Assignment:
When you reach the line with "const FRANCHISE_HOME_CITIES: &[(&str, &str)]" in the data below, begin printing lines exactly, and stop once the line with "static HOME_CITIES: Lazy<HashMap<&'static" has been printed.

**** Task inputs ****

use std::collections::HashMap;

use once_cell::sync::Lazy;

use crate::error::{InsightsError, InsightsResult};

const FRANCHISE_HOME_CITIES: &[(&str, &str)] = &[
    ("Royal Challengers Bangalore", "Bangalore"),
    ("Punjab Kings", "Chandigarh"),
    ("Delhi Capitals", "Delhi"),
    ("Mumbai Indians", "Mumbai"),
    ("Kolkata Knight Riders", "Kolkata"),
    ("Rajasthan Royals", "Jaipur"),
    ("Deccan Chargers", "Hyderabad"),
    ("Chennai Super Kings", "Chennai"),
    ("Kochi Tuskers Kerala", "Kochi"),
    ("Pune Warriors", "Pune"),
    ("Sunrisers Hyderabad", "Hyderabad"),
    ("Gujarat Lions", "Rajkot"),
    ("Rising Pune Supergiants", "Pune"),
    ("Lucknow Super Giants", "Lucknow"),
    ("Gujarat Titans", "Ahmedabad"),
];

/// Historical franchise names folded into their current name.
const FRANCHISE_RENAMES: &[(&str, &str)] = &[
    ("Royal Challengers Bengaluru", "Royal Challengers Bangalore"),
    ("Kings XI Punjab", "Punjab Kings"),
    ("Rising Pune Supergiant", "Rising Pune Supergiants"),
    ("Delhi Daredevils", "Delhi Capitals"),
];

static HOME_CITIES: Lazy<HashMap<&'static str, &'static str>> =
    Lazy::new(|| FRANCHISE_HOME_CITIES.iter().copied().collect());

pub fn home_city(team: &str) -> InsightsResult<&'static str> {
    HOME_CITIES
        .get(team)
        .copied()
        .ok_or_else(|| InsightsError::UnknownHomeCity(team.to_string()))
}

pub fn canonical_team_name(raw: &str) -> String {
    let trimmed = raw.trim();
    FRANCHISE_RENAMES
        .iter()
        .find(|(old, _)| *old == trimmed)
        .map(|(_, new)| (*new).to_string())
        .unwrap_or_else(|| trimmed.to_string())
}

****

Written reply:
const FRANCHISE_HOME_CITIES: &[(&str, &str)] = &[
    ("Royal Challengers Bangalore", "Bangalore"),
    ("Punjab Kings", "Chandigarh"),
    ("Delhi Capitals", "Delhi"),
    ("Mumbai Indians", "Mumbai"),
    ("Kolkata Knight Riders", "Kolkata"),
    ("Rajasthan Royals", "Jaipur"),
    ("Deccan Chargers", "Hyderabad"),
    ("Chennai Super Kings", "Chennai"),
    ("Kochi Tuskers Kerala", "Kochi"),
    ("Pune Warriors", "Pune"),
    ("Sunrisers Hyderabad", "Hyderabad"),
    ("Gujarat Lions", "Rajkot"),
    ("Rising Pune Supergiants", "Pune"),
    ("Lucknow Super Giants", "Lucknow"),
    ("Gujarat Titans", "Ahmedabad"),
];

/// Historical franchise names folded into their current name.
const FRANCHISE_RENAMES: &[(&str, &str)] = &[
    ("Royal Challengers Bengaluru", "Royal Challengers Bangalore"),
    ("Kings XI Punjab", "Punjab Kings"),
    ("Rising Pune Supergiant", "Rising Pune Supergiants"),
    ("Delhi Daredevils", "Delhi Capitals"),
];

static HOME_CITIES: Lazy<HashMap<&'static str, &'static str>> =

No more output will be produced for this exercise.